| HN Mirror

Y	Hacker News new \| ask \| show \| jobs

by limpon 4612 days ago

I'll try to give you a description of what transcription factors do and what the importance of Stamatoyannopoulos finding is. I hope it doesn't sound too weird.

Just noticed, how long my "brief" description is, so here is a TL;DR: Comparing cells to computer programs: A program figures out by itself which functions to call based on the byte sequence of the function in memory and changes these preferences based on the environment its running in.

As you know, the DNA in our cells encodes the blueprint for all proteins that exist in the human body. I'm trying to compare this to string encoding, but might be completely wrong, because string encoding is more difficult to me than DNA encoding ;) The DNA is our hard drive. This hard drive holds the information for all proteins. A protein will be a string. Our alphabet is made out of 21 characters, they are called amino acids. Each character (amino acid) is encoded as a 3bit sequence on the DNA, the so called codon. Opposite to the binary system, we have a base4 system, meaning each bit can have 4 different states (A,T,C,G), the nucleic acids. So, given a byte sequence from the hard drive (gene on the DNA), we always look at codons (three bits) and can then translate those codons into amino acids. ATG translates to Methionine, GGA translates to Glycine etc.... Having 4^3 (64) different codons but only 21 amino acids, some amino acids can be represented by several different codons. On top of that, some codons have a special meaning, such as "\n". Those special codons are called "stop codon", because it marks the end of a protein and the program stops decoding from this point on. In addition, there is also a "start codon" that marks the begin of a string.

When a cell wants to make a certain protein, it copies the byte-sequence from the DNA and translates it into the actual amino acid sequence and as such forms proteins (prints a string in our example).

The problem we're now facing is that every cell in your body (with a few exceptions, of course) has the exact same DNA sequence. But still, nature is able to somehow make different celltypes, such as a skin cell, blood cell, neuron, you get the point. The way how cells "know" which proteins to make is that the hard drive doesn't only hold encoded strings but also some byte sequences in between that don't encode any strings. These sequences are called regulatory sequences. These sequences attract so called transcription factors. Transcription factors are proteins that you could understand as a pointer. They will point to some genes, but not to others and thus instruct the cell which byte sequences should be translated into strings.

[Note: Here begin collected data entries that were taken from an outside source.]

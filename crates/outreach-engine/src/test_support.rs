//! Shared fixtures and scripted capabilities for unit tests.

use std::sync::Mutex;

use futures::future::BoxFuture;

use outreach_core::error::{OutreachError, Result};
use outreach_core::traits::{
    CallPlacer, CallReceipt, DeliveryReceipt, Enricher, GeneratedMessage, GenerationRequest,
    MessageGenerator, MessageSender,
};
use outreach_core::types::{AgentType, LeadProfile, LeadStatus};

use crate::state::{
    CampaignSnapshot, EnrichmentResult, ProcessingState, SmsOutcome, ValidationResult,
    VoiceOutcome,
};

pub fn snapshot(agent_type: AgentType) -> CampaignSnapshot {
    CampaignSnapshot {
        agent_type,
        use_a2a: false,
        creative_agent_id: String::new(),
        creative_agent_prompt: String::new(),
        creative_agent_model: String::new(),
        deterministic_agent_id: String::new(),
        deterministic_agent_prompt: String::new(),
        deterministic_agent_model: String::new(),
        deterministic_agent_tools: vec![],
        sms_system_prompt: "You are a helpful sales assistant.".into(),
        sms_model: "gpt-4o-mini".into(),
        sms_temperature: 0.7,
    }
}

pub fn base_state(agent_type: AgentType) -> ProcessingState {
    ProcessingState {
        campaign_lead_id: "cl-1".into(),
        campaign_id: "c-1".into(),
        lead_id: "l-1".into(),
        profile: LeadProfile {
            name: "Jane Doe".into(),
            phone: "+15550100".into(),
            email: "jane@example.com".into(),
            company: "Acme".into(),
            notes: String::new(),
            extra: serde_json::Map::new(),
        },
        config: snapshot(agent_type),
        validation: ValidationResult::default(),
        sms: SmsOutcome::default(),
        voice: VoiceOutcome::default(),
        enrichment: EnrichmentResult::default(),
        log: vec![],
        history: vec![],
        trace_id: String::new(),
        status: LeadStatus::Pending,
        error_message: String::new(),
    }
}

pub fn a2a_state() -> ProcessingState {
    let mut state = base_state(AgentType::Sms);
    state.config.use_a2a = true;
    state.config.creative_agent_id = "agent-creative".into();
    state.config.creative_agent_prompt = "You are a creative sales assistant.".into();
    state.config.creative_agent_model = "gpt-4o".into();
    state.config.deterministic_agent_id = "agent-deterministic".into();
    state.config.deterministic_agent_prompt = "You execute tools.".into();
    state.config.deterministic_agent_model = "gpt-4o".into();
    state.validation.passed = true;
    state
}

/// Generator that always returns the same message and records its requests.
pub struct StaticGenerator {
    message: String,
    cost: f64,
    pub requests: Mutex<Vec<GenerationRequest>>,
}

impl StaticGenerator {
    pub fn new(message: impl Into<String>, cost: f64) -> Self {
        Self {
            message: message.into(),
            cost,
            requests: Mutex::new(vec![]),
        }
    }
}

impl MessageGenerator for StaticGenerator {
    fn generate(&self, request: GenerationRequest) -> BoxFuture<'_, Result<GeneratedMessage>> {
        Box::pin(async move {
            self.requests.lock().unwrap().push(request);
            Ok(GeneratedMessage {
                message: self.message.clone(),
                cost: self.cost,
            })
        })
    }
}

/// Generator that always fails with the given error.
pub struct FailingGenerator {
    error: String,
    pub calls: Mutex<usize>,
}

impl FailingGenerator {
    pub fn new(error: impl Into<String>) -> Self {
        Self {
            error: error.into(),
            calls: Mutex::new(0),
        }
    }
}

impl MessageGenerator for FailingGenerator {
    fn generate(&self, _request: GenerationRequest) -> BoxFuture<'_, Result<GeneratedMessage>> {
        Box::pin(async move {
            *self.calls.lock().unwrap() += 1;
            Err(OutreachError::Generation(self.error.clone()))
        })
    }
}

/// Sender that records every (to, message) pair it delivers.
pub struct StaticSender {
    pub sent: Mutex<Vec<(String, String)>>,
}

impl StaticSender {
    pub fn new() -> Self {
        Self {
            sent: Mutex::new(vec![]),
        }
    }
}

impl Default for StaticSender {
    fn default() -> Self {
        Self::new()
    }
}

impl MessageSender for StaticSender {
    fn send(&self, to: &str, message: &str) -> BoxFuture<'_, Result<DeliveryReceipt>> {
        let to = to.to_string();
        let message = message.to_string();
        Box::pin(async move {
            self.sent.lock().unwrap().push((to.clone(), message));
            Ok(DeliveryReceipt {
                delivery_id: format!("test_{}", to),
            })
        })
    }
}

/// Sender that always fails with the given error.
pub struct FailingSender {
    error: String,
}

impl FailingSender {
    pub fn new(error: impl Into<String>) -> Self {
        Self {
            error: error.into(),
        }
    }
}

impl MessageSender for FailingSender {
    fn send(&self, _to: &str, _message: &str) -> BoxFuture<'_, Result<DeliveryReceipt>> {
        Box::pin(async move { Err(OutreachError::Delivery(self.error.clone())) })
    }
}

/// Deterministic mock call placer mirroring the bundled implementation.
pub struct StaticPlacer;

impl CallPlacer for StaticPlacer {
    fn place(&self, lead_id: &str, _profile: &LeadProfile) -> BoxFuture<'_, Result<CallReceipt>> {
        let call_id = format!("mock_call_{}", lead_id);
        Box::pin(async move { Ok(CallReceipt { call_id }) })
    }
}

/// Call placer that always fails.
pub struct FailingPlacer {
    error: String,
}

impl FailingPlacer {
    pub fn new(error: impl Into<String>) -> Self {
        Self {
            error: error.into(),
        }
    }
}

impl CallPlacer for FailingPlacer {
    fn place(&self, _lead_id: &str, _profile: &LeadProfile) -> BoxFuture<'_, Result<CallReceipt>> {
        Box::pin(async move { Err(OutreachError::Telephony(self.error.clone())) })
    }
}

/// Enricher returning a fixed attribute map.
pub struct StaticEnricher {
    data: serde_json::Map<String, serde_json::Value>,
}

impl StaticEnricher {
    pub fn technology() -> Self {
        let mut data = serde_json::Map::new();
        data.insert("industry".into(), serde_json::json!("Technology"));
        data.insert("size".into(), serde_json::json!("100-500"));
        data.insert("location".into(), serde_json::json!("San Francisco, CA"));
        Self { data }
    }
}

impl Enricher for StaticEnricher {
    fn enrich(
        &self,
        _profile: &LeadProfile,
    ) -> BoxFuture<'_, Result<serde_json::Map<String, serde_json::Value>>> {
        Box::pin(async move { Ok(self.data.clone()) })
    }
}

/// Enricher that always fails.
pub struct FailingEnricher {
    error: String,
}

impl FailingEnricher {
    pub fn new(error: impl Into<String>) -> Self {
        Self {
            error: error.into(),
        }
    }
}

impl Enricher for FailingEnricher {
    fn enrich(
        &self,
        _profile: &LeadProfile,
    ) -> BoxFuture<'_, Result<serde_json::Map<String, serde_json::Value>>> {
        Box::pin(async move { Err(OutreachError::Enrichment(self.error.clone())) })
    }
}
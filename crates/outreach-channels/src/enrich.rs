//! Lead enrichment.

use futures::future::BoxFuture;
use serde_json::json;
use tracing::debug;

use outreach_core::error::Result;
use outreach_core::traits::Enricher;
use outreach_core::types::LeadProfile;

/// Infers coarse company attributes from the profile. Returns nothing when
/// there is no company to work from; the caller merges non-destructively.
pub struct DomainEnricher;

impl Enricher for DomainEnricher {
    fn enrich(
        &self,
        profile: &LeadProfile,
    ) -> BoxFuture<'_, Result<serde_json::Map<String, serde_json::Value>>> {
        let company = profile.company.clone();
        Box::pin(async move {
            let mut data = serde_json::Map::new();
            if company.is_empty() {
                debug!("No company on profile, nothing to enrich");
                return Ok(data);
            }

            data.insert("industry".to_string(), json!("Technology"));
            data.insert("size".to_string(), json!("100-500"));
            data.insert("location".to_string(), json!("San Francisco, CA"));
            debug!(%company, "Enriched company attributes");
            Ok(data)
        })
    }
}
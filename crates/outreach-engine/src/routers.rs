//! Router library — pure functions from state to a next-step label.
//!
//! Routers never touch the state; the graph maps the returned label onto a
//! concrete node per topology.

use tracing::debug;

use outreach_core::types::AgentType;

use crate::state::ProcessingState;

/// After validation: bail to finalize on failure, otherwise pick the channel
/// path from the campaign's agent type.
pub fn route_after_validation(state: &ProcessingState) -> &'static str {
    if !state.validation.passed {
        debug!("Validation failed, skipping to finalize");
        return "finalize";
    }

    match state.config.agent_type {
        AgentType::Sms => "sms_only",
        AgentType::Voice => "voice_only",
        AgentType::Both => "sms_first",
    }
}

/// After the SMS leg: continue to voice only for dual-channel campaigns.
pub fn route_after_sms(state: &ProcessingState) -> &'static str {
    if state.config.agent_type == AgentType::Both {
        "voice"
    } else {
        "finalize"
    }
}

/// A2A router, used both after validation and after the handoff node.
///
/// Depends only on the state, so it yields the same label at either point:
/// no message yet → creative; message but not sent → deterministic; both
/// done (or validation failed) → finalize.
pub fn route_a2a(state: &ProcessingState) -> &'static str {
    if !state.validation.passed {
        debug!("Validation failed, skipping to finalize");
        return "finalize";
    }

    if state.sms.message.is_empty() {
        return "creative";
    }

    if !state.sms.sent {
        return "deterministic";
    }

    "finalize"
}
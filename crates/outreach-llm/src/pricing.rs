//! Per-model token pricing, in dollars per million tokens.

/// (input, output) price per 1M tokens. Unknown models fall back to the
/// cheapest tier so costs stay conservative rather than absent.
fn model_rates(model: &str) -> (f64, f64) {
    match model {
        "gpt-4o" => (2.50, 10.00),
        _ => (0.15, 0.60), // gpt-4o-mini and everything unknown
    }
}

pub fn compute_cost(model: &str, prompt_tokens: u64, completion_tokens: u64) -> f64 {
    let (input_rate, output_rate) = model_rates(model);
    (prompt_tokens as f64 * input_rate + completion_tokens as f64 * output_rate) / 1_000_000.0
}
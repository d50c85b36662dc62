//! # cf-transcode
//!
//! Compiles a transcode request into an ordered ffmpeg argument vector.
//!
//! This crate provides:
//!
//! - **Capabilities** ([`Capabilities`], [`CapabilityCache`]) -- what the
//!   installed ffmpeg supports, probed once and shared as an immutable
//!   snapshot.
//! - **Descriptors and states** ([`stream`], [`input`], [`state`]) -- probed
//!   streams, input files, and the desired output.
//! - **Steps** ([`step`]) -- self-contained contributions to the command,
//!   each tagged with its section.
//! - **Builders** ([`PipelineBuilder`]) -- instruction selection with
//!   capability-checked hardware paths and software fallback.
//! - **Generator** ([`generator`]) -- deterministic rendering of a
//!   [`Pipeline`] into arguments and environment.
//! - **Tools** ([`ToolRegistry`], [`ToolCommand`]) -- locating and running
//!   the transcoder binaries.

pub mod builder;
pub mod capabilities;
pub mod command;
pub mod complex_filter;
pub mod format;
pub mod generator;
pub mod input;
pub mod job;
pub mod state;
pub mod step;
pub mod stream;
pub mod timecode;
pub mod tools;

// ---- Re-exports for convenience ----

pub use builder::{Pipeline, PipelineBuilder};
pub use capabilities::{probe_capabilities, Capabilities, CapabilityCache};
pub use command::{ToolCommand, ToolOutput};
pub use complex_filter::ComplexFilter;
pub use format::{
    AudioFormat, FrameSize, HardwareAccelerationMode, OutputFormatKind, PixelFormat, ScanKind,
    VideoFormat,
};
pub use generator::{generate_arguments, FfmpegCommand};
pub use input::{
    AudioInputFile, ConcatInputFile, InputFile, PipelineInputs, SubtitleInputFile,
    VideoInputFile, WatermarkInputFile,
};
pub use job::TranscodeJob;
pub use state::{AudioState, FfmpegState, FrameState, SubtitleMethod, WatermarkState};
pub use step::{PipelineStep, StepSection};
pub use stream::{AudioStream, SubtitleStream, VideoStream};
pub use tools::{ToolInfo, ToolRegistry};
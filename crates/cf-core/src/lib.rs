//! cf-core: shared error type and configuration.
//!
//! This crate is the foundational dependency for the other cf-* crates,
//! providing a unified error type and the JSON application configuration.

pub mod config;
pub mod error;

// Re-export the most commonly used items at the crate root.
pub use error::{Error, Result};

These regulatory sequences can not only attract transcription factors, but also suppressive factors. Those are proteins that prevent transcription factors from binding and thus ensure that certain proteins are not made.

There are hundreds of different transcription factors and repressors encoded on the DNA, but only a handful exist as protein in each given cell and they define the difference between celltypes. They come and go as the cell's environment changes as well.

So, going back to our string analogy, say you have saved thousands of strings on your harddrive but only want to show a subset of those to the user (eg language selection). You start your program by passing some information about which strings to choose. The same happens here as well, only that the information which strings to chose is somehow intrinsic but still different between celltypes. And on top of that you not only have distinct languages, but the languages overlap and language A uses string 1,2,3; language B uses string 2,5,6; and language C uses string 1,2,6 etc. Because of this complexity it is very difficult to understand how the cell "knows" which proteins are right.

Stamatoyannopoulos now for the first time proved that even though two different codons encode the same amino acids they might attract different transcription factors.

To get an understanding of the importance of this finding, imagine having a character encoding, such as DNA, where two different byte sequences encode the exact same string. Now imagine having a program that automatically chooses which strings to display based on which byte sequences encode certain characters.

And now, image that the DNA doesn't only encode strings, but also functions and closures, pointers, variables etc. So each time a part of the DNA is translated, the state of the program changes. Nature is vey complex and we're just at the beginning of understanding the code.

We have methods where we can out-comment some part of the DNA and see how the program changes (mutations). In addition, we recently learned how to see which part of the DNA is being used in certain cells. And in this paper, they refined this method by actually looking at all pointers in a cell and figuring out which part of the DNA they pointed at. And they did this for 81 different cell types to find networks that act together in certain settings.